What this task involves
The records follow. Print, word for word, the first line through the "processing a batch." line.

Task material
━━━

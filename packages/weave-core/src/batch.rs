use serde::de::DeserializeOwned;
use serde::{Deserialize, Serialize};

use tracing::{debug, warn};

use crate::atom::Atom;
use crate::error::Result;
use crate::ids::AtomId;

/// Why an atom was not inserted. These are expected outcomes, not errors.
#[derive(Clone, Copy, Debug, PartialEq, Eq, Hash, Serialize, Deserialize)]
pub enum RejectionReason {
    DuplicateAtom,
    CauseNotFound,
    InvalidOperation,
    ChecksumMismatch,
}

#[derive(Clone, Debug, PartialEq, Eq, Serialize, Deserialize)]
pub struct RejectedAtom<O> {
    pub atom: Atom<O>,
    pub reason: RejectionReason,
}

/// Outcome of a single insertion attempt.
#[derive(Clone, Debug, PartialEq, Eq)]
pub enum AddResult<O> {
    Added(Atom<O>),
    Rejected(RejectedAtom<O>),
}

impl<O> AddResult<O> {
    pub fn rejected(atom: Atom<O>, reason: RejectionReason) -> Self {
        AddResult::Rejected(RejectedAtom { atom, reason })
    }

    pub fn added(&self) -> Option<&Atom<O>> {
        match self {
            AddResult::Added(atom) => Some(atom),
            AddResult::Rejected(_) => None,
        }
    }

    pub fn rejection(&self) -> Option<&RejectedAtom<O>> {
        match self {
            AddResult::Added(_) => None,
            AddResult::Rejected(rejected) => Some(rejected),
        }
    }

    pub fn is_added(&self) -> bool {
        matches!(self, AddResult::Added(_))
    }

    pub fn reason(&self) -> Option<RejectionReason> {
        self.rejection().map(|r| r.reason)
    }

    pub fn atom(&self) -> &Atom<O> {
        match self {
            AddResult::Added(atom) => atom,
            AddResult::Rejected(rejected) => &rejected.atom,
        }
    }
}

/// An atom whose insertion aborted with a hard error while processing a batch.
#[derive(Clone, Debug, PartialEq, Eq)]
pub struct FailedAtom {
    pub id: AtomId,
    pub error: String,
}

/// Ordered added/rejected outcomes; the unit of network transfer and bulk import.
#[derive(Clone, Debug, PartialEq, Eq, Serialize, Deserialize)]
pub struct AtomBatch<O> {
    pub added: Vec<Atom<O>>,
    pub rejected: Vec<RejectedAtom<O>>,
    /// Per-atom hard failures isolated during a batch. Local diagnostics only.
    #[serde(skip)]
    pub failed: Vec<FailedAtom>,
}

impl<O> Default for AtomBatch<O> {
    fn default() -> Self {
        Self {
            added: Vec::new(),
            rejected: Vec::new(),
            failed: Vec::new(),
        }
    }
}

/// Fold results into a batch, keeping the relative order of added and rejected atoms.
pub fn merge_into_batch<O>(results: impl IntoIterator<Item = AddResult<O>>) -> AtomBatch<O> {
    results.into_iter().collect()
}

impl<O> AtomBatch<O> {
    pub fn new() -> Self {
        Self::default()
    }

    /// A batch carrying only added atoms, as produced for transmission.
    pub fn from_atoms(atoms: Vec<Atom<O>>) -> Self {
        Self {
            added: atoms,
            ..Self::default()
        }
    }

    pub fn push(&mut self, result: AddResult<O>) {
        match result {
            AddResult::Added(atom) => self.added.push(atom),
            AddResult::Rejected(rejected) => self.rejected.push(rejected),
        }
    }

    /// Record the outcome of one insertion attempt; hard errors land in `failed`.
    pub fn record(&mut self, id: AtomId, outcome: Result<AddResult<O>>) {
        match outcome {
            Ok(result) => {
                if let Some(reason) = result.reason() {
                    debug!(atom = %id, ?reason, "atom rejected");
                }
                self.push(result);
            }
            Err(e) => {
                warn!(atom = %id, error = %e, "atom failed");
                self.failed.push(FailedAtom {
                    id,
                    error: e.to_string(),
                });
            }
        }
    }

    /// Append another batch, preserving order within each list.
    pub fn append(&mut self, mut other: AtomBatch<O>) {
        self.added.append(&mut other.added);
        self.rejected.append(&mut other.rejected);
        self.failed.append(&mut other.failed);
    }

    pub fn is_empty(&self) -> bool {
        self.added.is_empty() && self.rejected.is_empty() && self.failed.is_empty()
    }

    pub fn rejected_by(&self, reason: RejectionReason) -> impl Iterator<Item = &RejectedAtom<O>> {
        self.rejected.iter().filter(move |r| r.reason == reason)
    }

    /// Remove and return atoms rejected for a missing cause, in rejection order.
    ///
    /// These are the atoms a caller buffers and resubmits once more history arrives.
    pub fn take_pending(&mut self) -> Vec<Atom<O>> {
        let (pending, rest): (Vec<_>, Vec<_>) = std::mem::take(&mut self.rejected)
            .into_iter()
            .partition(|r| r.reason == RejectionReason::CauseNotFound);
        self.rejected = rest;
        pending.into_iter().map(|r| r.atom).collect()
    }

    pub fn summary(&self) -> BatchSummary {
        let mut summary = BatchSummary {
            added: self.added.len(),
            failed: self.failed.len(),
            ..BatchSummary::default()
        };
        for rejected in &self.rejected {
            match rejected.reason {
                RejectionReason::DuplicateAtom => summary.duplicate += 1,
                RejectionReason::CauseNotFound => summary.cause_not_found += 1,
                RejectionReason::InvalidOperation => summary.invalid_operation += 1,
                RejectionReason::ChecksumMismatch => summary.checksum_mismatch += 1,
            }
        }
        summary
    }
}

impl<O> FromIterator<AddResult<O>> for AtomBatch<O> {
    fn from_iter<I: IntoIterator<Item = AddResult<O>>>(iter: I) -> Self {
        let mut batch = AtomBatch::new();
        batch.extend(iter);
        batch
    }
}

impl<O> Extend<AddResult<O>> for AtomBatch<O> {
    fn extend<I: IntoIterator<Item = AddResult<O>>>(&mut self, iter: I) {
        for result in iter {
            self.push(result);
        }
    }
}

/// Aggregate counts of a batch, used for logging instead of per-atom reports.
#[derive(Clone, Copy, Debug, Default, PartialEq, Eq, Serialize)]
pub struct BatchSummary {
    pub added: usize,
    pub duplicate: usize,
    pub cause_not_found: usize,
    pub invalid_operation: usize,
    pub checksum_mismatch: usize,
    pub failed: usize,
}

impl BatchSummary {
    pub fn rejected(&self) -> usize {
        self.duplicate + self.cause_not_found + self.invalid_operation + self.checksum_mismatch
    }

    pub fn merge(&mut self, other: &BatchSummary) {
        self.added += other.added;
        self.duplicate += other.duplicate;
        self.cause_not_found += other.cause_not_found;
        self.invalid_operation += other.invalid_operation;
        self.checksum_mismatch += other.checksum_mismatch;
        self.failed += other.failed;
    }
}

/// Transport envelope. The core only cares about batches carried in `data`.
#[derive(Clone, Debug, PartialEq, Serialize, Deserialize)]
pub struct RemoteEvent {
    pub name: String,
    pub data: serde_json::Value,
}

impl RemoteEvent {
    pub fn batch<O: Serialize>(name: impl Into<String>, batch: &AtomBatch<O>) -> Result<Self> {
        Ok(Self {
            name: name.into(),
            data: serde_json::to_value(batch)?,
        })
    }

    pub fn decode_batch<O: DeserializeOwned>(&self) -> Result<AtomBatch<O>> {
        Ok(serde_json::from_value(self.data.clone())?)
    }
}

#[cfg(test)]
mod tests {
    use super::*;
    use crate::ids::SiteId;

    fn atom(ts: u64) -> Atom<u8> {
        Atom::root(AtomId::new(SiteId(1), ts), ts as u8)
    }

    #[test]
    fn merge_keeps_relative_order() {
        let results = vec![
            AddResult::Added(atom(1)),
            AddResult::rejected(atom(9), RejectionReason::CauseNotFound),
            AddResult::Added(atom(2)),
            AddResult::rejected(atom(1), RejectionReason::DuplicateAtom),
        ];
        let batch = merge_into_batch(results);
        assert_eq!(batch.added, vec![atom(1), atom(2)]);
        assert_eq!(
            batch.rejected.iter().map(|r| (r.atom.id.timestamp, r.reason)).collect::<Vec<_>>(),
            vec![(9, RejectionReason::CauseNotFound), (1, RejectionReason::DuplicateAtom)]
        );
    }

    #[test]
    fn take_pending_only_drains_missing_causes() {
        let mut batch: AtomBatch<u8> = vec![
            AddResult::rejected(atom(3), RejectionReason::CauseNotFound),
            AddResult::rejected(atom(4), RejectionReason::InvalidOperation),
            AddResult::rejected(atom(5), RejectionReason::CauseNotFound),
        ]
        .into_iter()
        .collect();

        let pending = batch.take_pending();
        assert_eq!(pending, vec![atom(3), atom(5)]);
        assert_eq!(batch.rejected.len(), 1);
        assert_eq!(batch.rejected[0].reason, RejectionReason::InvalidOperation);
    }

    #[test]
    fn summary_counts_reasons() {
        let mut batch: AtomBatch<u8> = vec![
            AddResult::Added(atom(1)),
            AddResult::rejected(atom(1), RejectionReason::DuplicateAtom),
            AddResult::rejected(atom(2), RejectionReason::ChecksumMismatch),
        ]
        .into_iter()
        .collect();
        batch.failed.push(FailedAtom {
            id: AtomId::new(SiteId(1), 7),
            error: "boom".into(),
        });

        let summary = batch.summary();
        assert_eq!(summary.added, 1);
        assert_eq!(summary.duplicate, 1);
        assert_eq!(summary.checksum_mismatch, 1);
        assert_eq!(summary.failed, 1);
        assert_eq!(summary.rejected(), 2);
    }

    #[test]
    fn remote_event_carries_batch_without_failures() {
        let mut batch = AtomBatch::from_atoms(vec![atom(1), atom(2)]);
        batch.failed.push(FailedAtom {
            id: AtomId::new(SiteId(1), 7),
            error: "local only".into(),
        });

        let event = RemoteEvent::batch("add_atoms", &batch).unwrap();
        assert_eq!(event.name, "add_atoms");
        let decoded: AtomBatch<u8> = event.decode_batch().unwrap();
        assert_eq!(decoded.added, batch.added);
        assert!(decoded.failed.is_empty());
    }
}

━━━

Solution below
filename packages/weave-core/src/batch.rs
use serde::de::DeserializeOwned;
use serde::{Deserialize, Serialize};

use tracing::{debug, warn};

use crate::atom::Atom;
use crate::error::Result;
use crate::ids::AtomId;

/// Why an atom was not inserted. These are expected outcomes, not errors.
#[derive(Clone, Copy, Debug, PartialEq, Eq, Hash, Serialize, Deserialize)]
pub enum RejectionReason {
    DuplicateAtom,
    CauseNotFound,
    InvalidOperation,
    ChecksumMismatch,
}

#[derive(Clone, Debug, PartialEq, Eq, Serialize, Deserialize)]
pub struct RejectedAtom<O> {
    pub atom: Atom<O>,
    pub reason: RejectionReason,
}

/// Outcome of a single insertion attempt.
#[derive(Clone, Debug, PartialEq, Eq)]
pub enum AddResult<O> {
    Added(Atom<O>),
    Rejected(RejectedAtom<O>),
}

impl<O> AddResult<O> {
    pub fn rejected(atom: Atom<O>, reason: RejectionReason) -> Self {
        AddResult::Rejected(RejectedAtom { atom, reason })
    }

    pub fn added(&self) -> Option<&Atom<O>> {
        match self {
            AddResult::Added(atom) => Some(atom),
            AddResult::Rejected(_) => None,
        }
    }

    pub fn rejection(&self) -> Option<&RejectedAtom<O>> {
        match self {
            AddResult::Added(_) => None,
            AddResult::Rejected(rejected) => Some(rejected),
        }
    }

    pub fn is_added(&self) -> bool {
        matches!(self, AddResult::Added(_))
    }

    pub fn reason(&self) -> Option<RejectionReason> {
        self.rejection().map(|r| r.reason)
    }

    pub fn atom(&self) -> &Atom<O> {
        match self {
            AddResult::Added(atom) => atom,
            AddResult::Rejected(rejected) => &rejected.atom,
        }
    }
}

/// An atom whose insertion aborted with a hard error while processing a batch.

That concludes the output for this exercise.